-- Description of the task --
Which lines in the records below include the word "BTreeMap"? Report each of them in full.

(Beginning of Provided entries)

//! Review statistics over the working set.
//!
//! [`compute_stats`] derives aggregate counts from the full, unfiltered entry
//! set: totals, a per-status breakdown that always lists every status, how
//! many entries carry reviewer commentary, vote totals, and per-source and
//! per-category breakdowns. Used by `clr stats` and by
//! [`ReviewSession::stats`](crate::session::ReviewSession::stats).

use std::collections::BTreeMap;

use anyhow::Result;
use serde::Serialize;

use crate::config::Config;
use crate::dataset;
use crate::models::{LogEntry, ReviewStatus};
use crate::output::OutputFormat;
use crate::store::LogStore;

/// Aggregate counts over a set of entries.
#[derive(Debug, Clone, PartialEq, Eq, Serialize)]
pub struct ReviewStats {
    pub total: usize,
    /// Count per status. Every status is present, unused ones map to 0.
    pub per_status: BTreeMap<ReviewStatus, usize>,
    /// Entries with non-empty commentary.
    pub reviewed: usize,
    pub thumbs_up: usize,
    pub thumbs_down: usize,
    pub by_source: BTreeMap<String, usize>,
    pub by_category: BTreeMap<String, usize>,
}

impl ReviewStats {
    pub fn count(&self, status: ReviewStatus) -> usize {
        self.per_status.get(&status).copied().unwrap_or(0)
    }
}

/// Compute [`ReviewStats`] for `entries`.
pub fn compute_stats(entries: &[LogEntry]) -> ReviewStats {
    let mut per_status: BTreeMap<ReviewStatus, usize> =
        ReviewStatus::ALL.iter().map(|s| (*s, 0)).collect();
    let mut by_source: BTreeMap<String, usize> = BTreeMap::new();
    let mut by_category: BTreeMap<String, usize> = BTreeMap::new();
    let mut reviewed = 0;
    let mut thumbs_up = 0;
    let mut thumbs_down = 0;

    for e in entries {
        *per_status.entry(e.status).or_insert(0) += 1;
        *by_source.entry(e.chatbot_source.clone()).or_insert(0) += 1;
        if let Some(c) = &e.category {
            *by_category.entry(c.clone()).or_insert(0) += 1;
        }
        if e.is_reviewed() {
            reviewed += 1;
        }
        if e.thumbs_up == Some(true) {
            thumbs_up += 1;
        }
        if e.thumbs_down == Some(true) {
            thumbs_down += 1;
        }
    }

    ReviewStats {
        total: entries.len(),
        per_status,
        reviewed,
        thumbs_up,
        thumbs_down,
        by_source,
        by_category,
    }
}

/// Run the stats command: load the log file and print a summary.
pub fn run_stats(config: &Config, format: OutputFormat) -> Result<()> {
    let store = dataset::load_store(config)?;
    let stats = compute_stats(store.entries());

    if format == OutputFormat::Json {
        println!("{}", serde_json::to_string_pretty(&stats)?);
        return Ok(());
    }

    println!("Chatlog Review — Stats");
    println!("======================");
    println!();
    println!("  Log file:    {}", config.logs.path.display());
    println!();
    println!("  Total:       {}", stats.total);
    println!(
        "  Reviewed:    {} / {} ({}%)",
        stats.reviewed,
        stats.total,
        percent(stats.reviewed, stats.total)
    );
    println!("  Thumbs up:   {}", stats.thumbs_up);
    println!("  Thumbs down: {}", stats.thumbs_down);

    println!();
    println!("  By status:");
    for status in ReviewStatus::ALL {
        println!("    {:<14} {:>6}", status.label(), stats.count(status));
    }

    if !stats.by_source.is_empty() {
        println!();
        println!("  {:<24} {:>6}", "SOURCE", "COUNT");
        println!("  {}", "-".repeat(31));
        for (source, n) in &stats.by_source {
            println!("  {:<24} {:>6}", source, n);
        }
    }

    if !stats.by_category.is_empty() {
        println!();
        println!("  {:<24} {:>6}", "CATEGORY", "COUNT");
        println!("  {}", "-".repeat(31));
        for (category, n) in &stats.by_category {
            println!("  {:<24} {:>6}", category, n);
        }
    }

    println!();
    Ok(())
}

fn percent(part: usize, whole: usize) -> usize {
    if whole > 0 {
        (part * 100) / whole
    } else {
        0
    }
}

(End of Provided entries)

-- Answer to the exercise --
use std::collections::BTreeMap;
    pub per_status: BTreeMap<ReviewStatus, usize>,
    pub by_source: BTreeMap<String, usize>,
    pub by_category: BTreeMap<String, usize>,
    let mut per_status: BTreeMap<ReviewStatus, usize> =
    let mut by_source: BTreeMap<String, usize> = BTreeMap::new();
    let mut by_category: BTreeMap<String, usize> = BTreeMap::new();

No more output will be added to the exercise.